▶ [AVAILABLE DATA]:
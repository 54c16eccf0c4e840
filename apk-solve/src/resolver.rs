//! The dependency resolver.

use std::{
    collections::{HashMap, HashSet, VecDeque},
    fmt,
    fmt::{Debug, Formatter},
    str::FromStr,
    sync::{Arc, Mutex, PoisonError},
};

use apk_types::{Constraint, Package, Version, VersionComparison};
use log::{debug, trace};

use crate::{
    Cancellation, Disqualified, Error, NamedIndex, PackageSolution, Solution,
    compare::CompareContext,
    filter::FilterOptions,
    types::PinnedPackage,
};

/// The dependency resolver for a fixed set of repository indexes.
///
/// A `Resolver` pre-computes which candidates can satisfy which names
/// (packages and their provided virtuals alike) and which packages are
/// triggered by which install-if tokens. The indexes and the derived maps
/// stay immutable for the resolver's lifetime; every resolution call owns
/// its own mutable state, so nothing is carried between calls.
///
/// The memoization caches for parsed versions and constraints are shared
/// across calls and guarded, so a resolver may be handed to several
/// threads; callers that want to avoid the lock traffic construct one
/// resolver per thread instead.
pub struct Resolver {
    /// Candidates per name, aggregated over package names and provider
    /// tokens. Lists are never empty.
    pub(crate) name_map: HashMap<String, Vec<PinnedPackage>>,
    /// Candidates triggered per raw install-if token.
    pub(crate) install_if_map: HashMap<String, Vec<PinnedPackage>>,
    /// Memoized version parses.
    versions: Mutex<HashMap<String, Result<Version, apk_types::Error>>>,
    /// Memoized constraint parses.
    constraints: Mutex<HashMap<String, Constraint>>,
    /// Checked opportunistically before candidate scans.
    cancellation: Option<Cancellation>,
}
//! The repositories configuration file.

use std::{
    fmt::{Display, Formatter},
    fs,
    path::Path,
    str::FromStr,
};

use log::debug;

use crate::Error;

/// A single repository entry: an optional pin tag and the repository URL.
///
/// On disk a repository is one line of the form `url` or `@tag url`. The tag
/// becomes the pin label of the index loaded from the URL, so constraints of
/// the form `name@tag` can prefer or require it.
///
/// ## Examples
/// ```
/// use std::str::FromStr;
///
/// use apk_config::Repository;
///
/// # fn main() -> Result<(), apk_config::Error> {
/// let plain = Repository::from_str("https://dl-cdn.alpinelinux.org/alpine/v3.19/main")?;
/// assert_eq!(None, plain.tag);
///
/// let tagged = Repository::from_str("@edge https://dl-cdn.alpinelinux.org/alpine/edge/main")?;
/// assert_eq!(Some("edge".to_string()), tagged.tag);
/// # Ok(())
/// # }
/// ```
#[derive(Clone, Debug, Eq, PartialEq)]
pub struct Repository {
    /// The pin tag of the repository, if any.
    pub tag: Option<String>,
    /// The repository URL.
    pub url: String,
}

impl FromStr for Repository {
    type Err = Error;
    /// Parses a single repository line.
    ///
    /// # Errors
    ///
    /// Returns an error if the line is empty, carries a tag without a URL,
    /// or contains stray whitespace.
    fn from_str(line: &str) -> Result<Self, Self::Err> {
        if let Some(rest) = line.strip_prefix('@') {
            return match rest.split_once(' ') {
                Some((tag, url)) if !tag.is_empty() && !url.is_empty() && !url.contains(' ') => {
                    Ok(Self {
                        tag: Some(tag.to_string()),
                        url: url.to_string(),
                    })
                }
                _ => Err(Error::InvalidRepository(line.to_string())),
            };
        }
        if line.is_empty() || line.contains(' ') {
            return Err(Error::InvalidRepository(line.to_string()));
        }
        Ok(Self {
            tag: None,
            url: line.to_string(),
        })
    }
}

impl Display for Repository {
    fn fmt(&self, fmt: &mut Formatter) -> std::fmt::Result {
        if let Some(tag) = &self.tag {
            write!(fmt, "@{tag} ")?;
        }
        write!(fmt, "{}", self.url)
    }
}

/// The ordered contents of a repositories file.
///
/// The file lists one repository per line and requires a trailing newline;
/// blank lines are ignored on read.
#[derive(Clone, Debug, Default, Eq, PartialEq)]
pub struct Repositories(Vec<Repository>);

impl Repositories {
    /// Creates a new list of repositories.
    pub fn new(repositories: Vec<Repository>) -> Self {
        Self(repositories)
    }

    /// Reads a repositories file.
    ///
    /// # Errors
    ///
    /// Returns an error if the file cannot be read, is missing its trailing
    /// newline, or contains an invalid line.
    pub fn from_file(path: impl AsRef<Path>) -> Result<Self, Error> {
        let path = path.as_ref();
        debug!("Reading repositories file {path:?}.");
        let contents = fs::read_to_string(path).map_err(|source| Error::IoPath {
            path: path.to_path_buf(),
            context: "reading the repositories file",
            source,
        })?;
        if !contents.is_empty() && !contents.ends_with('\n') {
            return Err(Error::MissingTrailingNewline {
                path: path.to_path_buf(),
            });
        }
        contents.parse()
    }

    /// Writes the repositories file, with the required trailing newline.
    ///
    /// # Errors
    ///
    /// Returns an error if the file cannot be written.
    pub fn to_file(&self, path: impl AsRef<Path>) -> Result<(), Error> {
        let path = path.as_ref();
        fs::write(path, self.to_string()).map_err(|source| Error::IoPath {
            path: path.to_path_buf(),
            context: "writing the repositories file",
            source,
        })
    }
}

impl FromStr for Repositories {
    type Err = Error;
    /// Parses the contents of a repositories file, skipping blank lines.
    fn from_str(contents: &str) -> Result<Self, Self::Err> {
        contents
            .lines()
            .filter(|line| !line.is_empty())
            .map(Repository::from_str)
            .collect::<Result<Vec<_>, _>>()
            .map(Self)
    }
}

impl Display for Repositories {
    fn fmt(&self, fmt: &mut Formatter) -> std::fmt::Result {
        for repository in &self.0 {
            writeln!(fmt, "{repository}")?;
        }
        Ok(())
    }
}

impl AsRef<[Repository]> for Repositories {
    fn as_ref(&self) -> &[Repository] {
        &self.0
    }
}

▶ [DIRECTIONS]: Could you return, word for word, only the lines running from the first line of the material above to the line that contains "handed to several", inclusive?

▶ [RESPONSE FOR THIS EXERCISE]:
repository 54c16eccf0c4e840
filename apk-solve/src/resolver.rs
//! The dependency resolver.

use std::{
    collections::{HashMap, HashSet, VecDeque},
    fmt,
    fmt::{Debug, Formatter},
    str::FromStr,
    sync::{Arc, Mutex, PoisonError},
};

use apk_types::{Constraint, Package, Version, VersionComparison};
use log::{debug, trace};

use crate::{
    Cancellation, Disqualified, Error, NamedIndex, PackageSolution, Solution,
    compare::CompareContext,
    filter::FilterOptions,
    types::PinnedPackage,
};

/// The dependency resolver for a fixed set of repository indexes.
///
/// A `Resolver` pre-computes which candidates can satisfy which names
/// (packages and their provided virtuals alike) and which packages are
/// triggered by which install-if tokens. The indexes and the derived maps
/// stay immutable for the resolver's lifetime; every resolution call owns
/// its own mutable state, so nothing is carried between calls.
///
/// The memoization caches for parsed versions and constraints are shared
/// across calls and guarded, so a resolver may be handed to several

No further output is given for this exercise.